INSTRUCTIONS FOR THE TASK
Return the full listing, character for character.
[LISTED ENTRIES — start]
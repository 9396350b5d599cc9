//! Error taxonomy for the decode → select → emit pipeline.
//!
//! Every variant is terminal for the run. Unresolved type references are *not*
//! errors: they denote primitives or externally defined types and are recorded
//! on the closure instead.

use thiserror::Error;

/// Message markers for discriminant failures raised inside serde dispatch.
/// Decode classification matches on them to pull `UnknownDiscriminant` back
/// out of the flattened serde error text.
pub(crate) const UNKNOWN_TYPE_KIND: &str = "unhandled type kind";
pub(crate) const UNKNOWN_VALUE_KIND: &str = "unhandled value kind";

#[derive(Debug, Error)]
pub enum Error {
    /// The document is not parseable JSON at all.
    #[error("malformed input: {0}")]
    MalformedInput(#[source] serde_json::Error),

    /// A tagged node carries a `kind` outside the recognized set. Never
    /// defaulted; the diagnostic names the offending tag and its JSON path.
    #[error("unknown discriminant at {path}: {message}")]
    UnknownDiscriminant { path: String, message: String },

    /// The document is JSON but does not match the schema structurally.
    #[error("schema decode failed at {path}: {source}")]
    Decode {
        path: String,
        #[source]
        source: serde_json::Error,
    },

    /// Target rendering cannot represent a construct.
    #[error("cannot render {type_name}: {message}")]
    Emit { type_name: String, message: String },
}

impl Error {
    pub(crate) fn classify_decode(path: String, source: serde_json::Error) -> Self {
        let message = source.to_string();
        if message.contains(UNKNOWN_TYPE_KIND) || message.contains(UNKNOWN_VALUE_KIND) {
            Self::UnknownDiscriminant { path, message }
        } else {
            Self::Decode { path, source }
        }
    }
}
fn decode_variant<'de, T, E>(raw: &'de Value) -> Result<T, E>
where
    T: Deserialize<'de>,
    E: de::Error,
{
    T::deserialize(raw).map_err(de::Error::custom)
}

impl Serialize for ValueOf {
    fn serialize<S: Serializer>(&self, serializer: S) -> Result<S::Ok, S::Error> {
        /// Re-attaches the `kind` tag the dispatch stripped on the way in.
        #[derive(Serialize)]
        #[serde(tag = "kind", rename_all = "snake_case")]
        enum Tagged<'a> {
            InstanceOf(&'a InstanceOf),
            ArrayOf(&'a ArrayOf),
            UnionOf(&'a UnionOf),
            DictionaryOf(&'a DictionaryOf),
            UserDefinedValue,
            LiteralValue(&'a LiteralValue),
        }

        match self {
            Self::InstanceOf(v) => Tagged::InstanceOf(v).serialize(serializer),
            Self::ArrayOf(v) => Tagged::ArrayOf(v).serialize(serializer),
            Self::UnionOf(v) => Tagged::UnionOf(v).serialize(serializer),
            Self::DictionaryOf(v) => Tagged::DictionaryOf(v).serialize(serializer),
            Self::UserDefinedValue => Tagged::UserDefinedValue.serialize(serializer),
            Self::LiteralValue(v) => Tagged::LiteralValue(v).serialize(serializer),
            Self::Unset(elements) => elements.serialize(serializer),
        }
    }
}

// ————————————————————————————————————————————————————————————————————————————
// TESTS
// ————————————————————————————————————————————————————————————————————————————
[LISTED ENTRIES — finish]
ANSWER SECTION
repository 9396350b5d599cc9
//! Error taxonomy for the decode → select → emit pipeline.
//!
//! Every variant is terminal for the run. Unresolved type references are *not*
//! errors: they denote primitives or externally defined types and are recorded
//! on the closure instead.

use thiserror::Error;

/// Message markers for discriminant failures raised inside serde dispatch.
/// Decode classification matches on them to pull `UnknownDiscriminant` back
/// out of the flattened serde error text.
pub(crate) const UNKNOWN_TYPE_KIND: &str = "unhandled type kind";
pub(crate) const UNKNOWN_VALUE_KIND: &str = "unhandled value kind";

#[derive(Debug, Error)]
pub enum Error {
    /// The document is not parseable JSON at all.
    #[error("malformed input: {0}")]
    MalformedInput(#[source] serde_json::Error),

    /// A tagged node carries a `kind` outside the recognized set. Never
    /// defaulted; the diagnostic names the offending tag and its JSON path.
    #[error("unknown discriminant at {path}: {message}")]
    UnknownDiscriminant { path: String, message: String },

    /// The document is JSON but does not match the schema structurally.
    #[error("schema decode failed at {path}: {source}")]
    Decode {
        path: String,
        #[source]
        source: serde_json::Error,
    },

    /// Target rendering cannot represent a construct.
    #[error("cannot render {type_name}: {message}")]
    Emit { type_name: String, message: String },
}

impl Error {
    pub(crate) fn classify_decode(path: String, source: serde_json::Error) -> Self {
        let message = source.to_string();
        if message.contains(UNKNOWN_TYPE_KIND) || message.contains(UNKNOWN_VALUE_KIND) {
            Self::UnknownDiscriminant { path, message }
        } else {
            Self::Decode { path, source }
        }
    }
}
fn decode_variant<'de, T, E>(raw: &'de Value) -> Result<T, E>
where
    T: Deserialize<'de>,
    E: de::Error,
{
    T::deserialize(raw).map_err(de::Error::custom)
}

impl Serialize for ValueOf {
    fn serialize<S: Serializer>(&self, serializer: S) -> Result<S::Ok, S::Error> {
        /// Re-attaches the `kind` tag the dispatch stripped on the way in.
        #[derive(Serialize)]
        #[serde(tag = "kind", rename_all = "snake_case")]
        enum Tagged<'a> {
            InstanceOf(&'a InstanceOf),
            ArrayOf(&'a ArrayOf),
            UnionOf(&'a UnionOf),
            DictionaryOf(&'a DictionaryOf),
            UserDefinedValue,
            LiteralValue(&'a LiteralValue),
        }

        match self {
            Self::InstanceOf(v) => Tagged::InstanceOf(v).serialize(serializer),
            Self::ArrayOf(v) => Tagged::ArrayOf(v).serialize(serializer),
            Self::UnionOf(v) => Tagged::UnionOf(v).serialize(serializer),
            Self::DictionaryOf(v) => Tagged::DictionaryOf(v).serialize(serializer),
            Self::UserDefinedValue => Tagged::UserDefinedValue.serialize(serializer),
            Self::LiteralValue(v) => Tagged::LiteralValue(v).serialize(serializer),
            Self::Unset(elements) => elements.serialize(serializer),
        }
    }
}

// ————————————————————————————————————————————————————————————————————————————
// TESTS
// ————————————————————————————————————————————————————————————————————————————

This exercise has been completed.